Assignment | Pick out the lines below that include the string "encode".

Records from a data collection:
....

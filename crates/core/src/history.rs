//! Capacity-bounded, most-recent-first history of analysis records.
//!
//! The history is loaded once from a [`KeyValueStorage`] when the store is opened and written
//! back in full after every mutation. Persistence failures are logged and otherwise ignored:
//! the in-memory list stays authoritative for the rest of the process.
//!
//! On disk the list is wrapped in a small envelope carrying a format version:
//!
//! ```json
//! { "version": 1, "records": [ ... ] }
//! ```

use crate::constants::{HISTORY_FORMAT_VERSION, HISTORY_STORAGE_KEY};
use crate::error::{StorageError, StorageResult};
use crate::record::AnalysisRecord;
use crate::storage::KeyValueStorage;
use rda_uuid::Identifier;
use serde::{Deserialize, Serialize};
use std::num::NonZeroUsize;
use std::sync::atomic::{AtomicBool, Ordering};
use std::sync::{Arc, Mutex, MutexGuard};

#[derive(Serialize)]
struct EnvelopeRef<'a> {
    version: u32,
    records: &'a [AnalysisRecord],
}

#[derive(Deserialize)]
struct VersionTag {
    version: u32,
}

#[derive(Deserialize)]
struct Envelope {
    records: Vec<AnalysisRecord>,
}

fn encode(records: &[AnalysisRecord]) -> StorageResult<Vec<u8>> {
    serde_json::to_vec(&EnvelopeRef {
        version: HISTORY_FORMAT_VERSION,
        records,
    })
    .map_err(StorageError::Serialization)
}

fn decode(bytes: &[u8]) -> StorageResult<Vec<AnalysisRecord>> {
    let tag: VersionTag = serde_json::from_slice(bytes).map_err(StorageError::Deserialization)?;
    if tag.version != HISTORY_FORMAT_VERSION {
        return Err(StorageError::UnsupportedVersion {
            found: tag.version,
            expected: HISTORY_FORMAT_VERSION,
        });
    }
    let envelope: Envelope =
        serde_json::from_slice(bytes).map_err(StorageError::Deserialization)?;
    Ok(envelope.records)
}

pub struct HistoryStore {
    storage: Arc<dyn KeyValueStorage>,
    capacity: NonZeroUsize,
    records: Mutex<Vec<AnalysisRecord>>,
    /// Storage holds bytes that could not be decoded and have not been overwritten yet.
    unreadable: AtomicBool,
}

impl HistoryStore {
    /// Opens the history persisted in `storage`.
    ///
    /// Missing, malformed or unreadable data yields an empty history (with a warning for the
    /// latter two). A persisted list longer than `capacity` is cut down to its `capacity` most
    /// recent records.
    pub fn load(storage: Arc<dyn KeyValueStorage>, capacity: NonZeroUsize) -> Self {
        let mut unreadable = false;
        let mut records = match storage.get(HISTORY_STORAGE_KEY) {
            Ok(Some(bytes)) => decode(&bytes).unwrap_or_else(|e| {
                tracing::warn!(key = HISTORY_STORAGE_KEY, error = %e, "discarding unreadable history");
                unreadable = true;
                Vec::new()
            }),
            Ok(None) => Vec::new(),
            Err(e) => {
                tracing::warn!(key = HISTORY_STORAGE_KEY, error = %e, "failed to load history");
                Vec::new()
            }
        };

        if records.len() > capacity.get() {
            tracing::info!(
                loaded = records.len(),
                capacity = capacity.get(),
                "truncating history to capacity"
            );
            records.truncate(capacity.get());
        }

        tracing::debug!(records = records.len(), "history loaded");

        Self {
            storage,
            capacity,
            records: Mutex::new(records),
            unreadable: AtomicBool::new(unreadable),
        }
    }

    pub fn capacity(&self) -> usize {
        self.capacity.get()
    }

    /// Prepends `record`, evicting the oldest entries beyond capacity.
    pub fn add(&self, record: AnalysisRecord) {
        let mut records = self.lock();
        records.insert(0, record);
        if records.len() > self.capacity.get() {
            let evicted = records.len() - self.capacity.get();
            records.truncate(self.capacity.get());
            tracing::debug!(evicted, "history at capacity");
        }
        self.persist(&records);
    }

    /// Removes the record with `id`. Returns whether anything was removed.
    pub fn remove(&self, id: Identifier) -> bool {
        let mut records = self.lock();
        match records.iter().position(|r| r.id() == id) {
            Some(index) => {
                records.remove(index);
                self.persist(&records);
                true
            }
            None => false,
        }
    }

    /// Empties the history and clears the persisted key.
    ///
    /// An already empty history leaves storage untouched, unless the key still holds bytes
    /// that were discarded on load.
    pub fn clear(&self) {
        let mut records = self.lock();
        let unreadable = self.unreadable.swap(false, Ordering::SeqCst);
        if records.is_empty() && !unreadable {
            return;
        }
        records.clear();
        if let Err(e) = self.storage.clear(HISTORY_STORAGE_KEY) {
            tracing::warn!(key = HISTORY_STORAGE_KEY, error = %e, "failed to clear persisted history");
        }
    }

    /// Snapshot of the history, most recent first.
    pub fn list(&self) -> Vec<AnalysisRecord> {
        self.lock().clone()
    }

    pub fn get(&self, id: Identifier) -> Option<AnalysisRecord> {
        self.lock().iter().find(|r| r.id() == id).cloned()
    }

    pub fn len(&self) -> usize {
        self.lock().len()
    }

    pub fn is_empty(&self) -> bool {
        self.lock().is_empty()
    }

    fn lock(&self) -> MutexGuard<'_, Vec<AnalysisRecord>> {
        // A panic while holding the lock cannot leave the Vec half-modified.
        self.records
            .lock()
            .unwrap_or_else(|poisoned| poisoned.into_inner())
    }

    fn persist(&self, records: &[AnalysisRecord]) {
        let result = encode(records).and_then(|bytes| self.storage.set(HISTORY_STORAGE_KEY, &bytes));
        match result {
            Ok(()) => self.unreadable.store(false, Ordering::SeqCst),
            Err(e) => {
                tracing::warn!(key = HISTORY_STORAGE_KEY, error = %e, "failed to persist history");
            }
        }
    }
}

impl std::fmt::Debug for HistoryStore {
    fn fmt(&self, f: &mut std::fmt::Formatter<'_>) -> std::fmt::Result {
        f.debug_struct("HistoryStore")
            .field("capacity", &self.capacity)
            .field("len", &self.len())
            .finish_non_exhaustive()
    }
}

#[cfg(test)]
mod tests {
    use super::*;
    use crate::assembler::tests::{response_with_citations, test_assembler};
    use crate::storage::MemoryStorage;
    use std::sync::atomic::AtomicUsize;

    struct FailingStorage {
        writes: AtomicUsize,
    }

    impl KeyValueStorage for FailingStorage {
        fn get(&self, key: &str) -> StorageResult<Option<Vec<u8>>> {
            Err(StorageError::Backend {
                key: key.into(),
                message: "quota exceeded".into(),
            })
        }

        fn set(&self, key: &str, _value: &[u8]) -> StorageResult<()> {
            self.writes.fetch_add(1, Ordering::SeqCst);
            Err(StorageError::Backend {
                key: key.into(),
                message: "quota exceeded".into(),
            })
        }

        fn clear(&self, key: &str) -> StorageResult<()> {
            Err(StorageError::Backend {
                key: key.into(),
                message: "quota exceeded".into(),
            })
        }
    }

    /// Counts writes so tests can check when nothing was persisted.
    #[derive(Default)]
    struct CountingStorage {
        inner: MemoryStorage,
        sets: AtomicUsize,
        clears: AtomicUsize,
    }

    impl KeyValueStorage for CountingStorage {
        fn get(&self, key: &str) -> StorageResult<Option<Vec<u8>>> {
            self.inner.get(key)
        }

        fn set(&self, key: &str, value: &[u8]) -> StorageResult<()> {
            self.sets.fetch_add(1, Ordering::SeqCst);
            self.inner.set(key, value)
        }

        fn clear(&self, key: &str) -> StorageResult<()> {
            self.clears.fetch_add(1, Ordering::SeqCst);
            self.inner.clear(key)
        }
    }

    fn capacity(n: usize) -> NonZeroUsize {
        NonZeroUsize::new(n).unwrap()
    }

    fn records(n: usize) -> Vec<AnalysisRecord> {
        let assembler = test_assembler();
        (0..n)
            .map(|i| {
                assembler
                    .assemble(&response_with_citations(&["text"]), &format!("text {}", i))
                    .unwrap()
            })
            .collect()
    }

    #[test]
    fn add_prepends_and_evicts_oldest() {
        let store = HistoryStore::load(Arc::new(MemoryStorage::new()), capacity(50));
        let all = records(51);

        for record in &all {
            store.add(record.clone());
        }

        let listed = store.list();
        assert_eq!(listed.len(), 50);
        assert_eq!(listed[0], all[50]);
        assert_eq!(listed[49], all[1]);
        assert!(store.get(all[0].id()).is_none());
    }

    #[test]
    fn remove_unknown_id_is_noop_without_write() {
        let storage = Arc::new(CountingStorage::default());
        let store = HistoryStore::load(storage.clone(), capacity(5));
        let all = records(2);
        store.add(all[0].clone());
        let writes_before = storage.sets.load(Ordering::SeqCst);

        assert!(!store.remove(all[1].id()));

        assert_eq!(store.list(), vec![all[0].clone()]);
        assert_eq!(storage.sets.load(Ordering::SeqCst), writes_before);
    }

    #[test]
    fn remove_deletes_matching_record() {
        let store = HistoryStore::load(Arc::new(MemoryStorage::new()), capacity(5));
        let all = records(3);
        for record in &all {
            store.add(record.clone());
        }

        assert!(store.remove(all[1].id()));

        assert_eq!(store.list(), vec![all[2].clone(), all[0].clone()]);
    }

    #[test]
    fn clear_empties_and_clears_storage() {
        let storage = Arc::new(CountingStorage::default());
        let store = HistoryStore::load(storage.clone(), capacity(5));
        store.clear();
        assert_eq!(storage.clears.load(Ordering::SeqCst), 0);

        store.add(records(1).remove(0));
        store.clear();

        assert!(store.is_empty());
        assert_eq!(storage.clears.load(Ordering::SeqCst), 1);
        assert_eq!(storage.inner.get(HISTORY_STORAGE_KEY).unwrap(), None);
    }

    #[test]
    fn persisted_history_round_trips() {
        let storage: Arc<dyn KeyValueStorage> = Arc::new(MemoryStorage::new());
        let all = records(3);
        {
            let store = HistoryStore::load(storage.clone(), capacity(10));
            for record in &all {
                store.add(record.clone());
            }
        }

        let reopened = HistoryStore::load(storage, capacity(10));

        assert_eq!(
            reopened.list(),
            vec![all[2].clone(), all[1].clone(), all[0].clone()]
        );
        assert_eq!(reopened.list()[0].patterns()[0].range(), all[2].patterns()[0].range());
    }

    #[test]
    fn persisted_scores_reload_bit_for_bit() {
        let storage: Arc<dyn KeyValueStorage> = Arc::new(MemoryStorage::new());
        let assembler = test_assembler();
        let scores = [
            1.0715660391465826e-75,
            -1.81996730402717e-179,
            -1.603964615428183e143,
            0.1 + 0.2,
        ];
        let all: Vec<AnalysisRecord> = scores
            .iter()
            .map(|score| {
                let mut raw = response_with_citations(&["text"]);
                raw["score"] = serde_json::json!(score);
                raw["fingerprint"]["validationScore"] = serde_json::json!(score / 3.0);
                assembler.assemble(&raw, "some text").unwrap()
            })
            .collect();
        {
            let store = HistoryStore::load(storage.clone(), capacity(10));
            for record in &all {
                store.add(record.clone());
            }
        }

        let reopened = HistoryStore::load(storage, capacity(10));

        for record in &all {
            let loaded = reopened.get(record.id()).unwrap();
            assert_eq!(loaded.score().to_bits(), record.score().to_bits());
            assert_eq!(loaded, *record);
        }
    }

    #[test]
    fn clear_removes_bytes_discarded_on_load() {
        let storage = Arc::new(CountingStorage {
            inner: MemoryStorage::with_entry(HISTORY_STORAGE_KEY, &b"{\"version\": 7}"[..]),
            ..Default::default()
        });
        let store = HistoryStore::load(storage.clone(), capacity(5));
        assert!(store.is_empty());

        store.clear();
        assert_eq!(storage.clears.load(Ordering::SeqCst), 1);
        assert_eq!(storage.inner.get(HISTORY_STORAGE_KEY).unwrap(), None);

        store.clear();
        assert_eq!(storage.clears.load(Ordering::SeqCst), 1);
    }

    #[test]
    fn persisted_bytes_carry_version() {
        let storage = Arc::new(MemoryStorage::new());
        let store = HistoryStore::load(storage.clone(), capacity(10));
        store.add(records(1).remove(0));

        let bytes = storage.get(HISTORY_STORAGE_KEY).unwrap().unwrap();
        let json: serde_json::Value = serde_json::from_slice(&bytes).unwrap();

        assert_eq!(json["version"], 1);
        assert_eq!(json["records"].as_array().unwrap().len(), 1);
    }

    #[test]
    fn malformed_or_unknown_data_loads_empty() {
        let payloads: [&[u8]; 4] = [
            b"not json",
            br#"[]"#,
            br#"{"version": 2, "records": []}"#,
            br#"{"version": 1, "records": [{"id": "nope"}]}"#,
        ];
        for payload in payloads {
            let storage = MemoryStorage::with_entry(HISTORY_STORAGE_KEY, payload);
            let store = HistoryStore::load(Arc::new(storage), capacity(10));
            assert!(store.is_empty());
        }
    }

    #[test]
    fn loaded_history_is_truncated_to_capacity() {
        let all = records(5);
        let bytes = encode(&all).unwrap();
        let storage = MemoryStorage::with_entry(HISTORY_STORAGE_KEY, bytes);

        let store = HistoryStore::load(Arc::new(storage), capacity(3));

        assert_eq!(store.list(), all[..3].to_vec());
        assert_eq!(store.capacity(), 3);
    }

    #[test]
    fn storage_failure_keeps_memory_state() {
        let storage = Arc::new(FailingStorage {
            writes: AtomicUsize::new(0),
        });
        let store = HistoryStore::load(storage.clone(), capacity(5));
        let all = records(2);

        store.add(all[0].clone());
        store.add(all[1].clone());
        assert!(store.remove(all[0].id()));

        assert_eq!(store.list(), vec![all[1].clone()]);
        assert_eq!(storage.writes.load(Ordering::SeqCst), 3);

        store.clear();
        assert!(store.is_empty());
    }
}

....

Answer space |
fn encode(records: &[AnalysisRecord]) -> StorageResult<Vec<u8>> {
        let result = encode(records).and_then(|bytes| self.storage.set(HISTORY_STORAGE_KEY, &bytes));
        let bytes = encode(&all).unwrap();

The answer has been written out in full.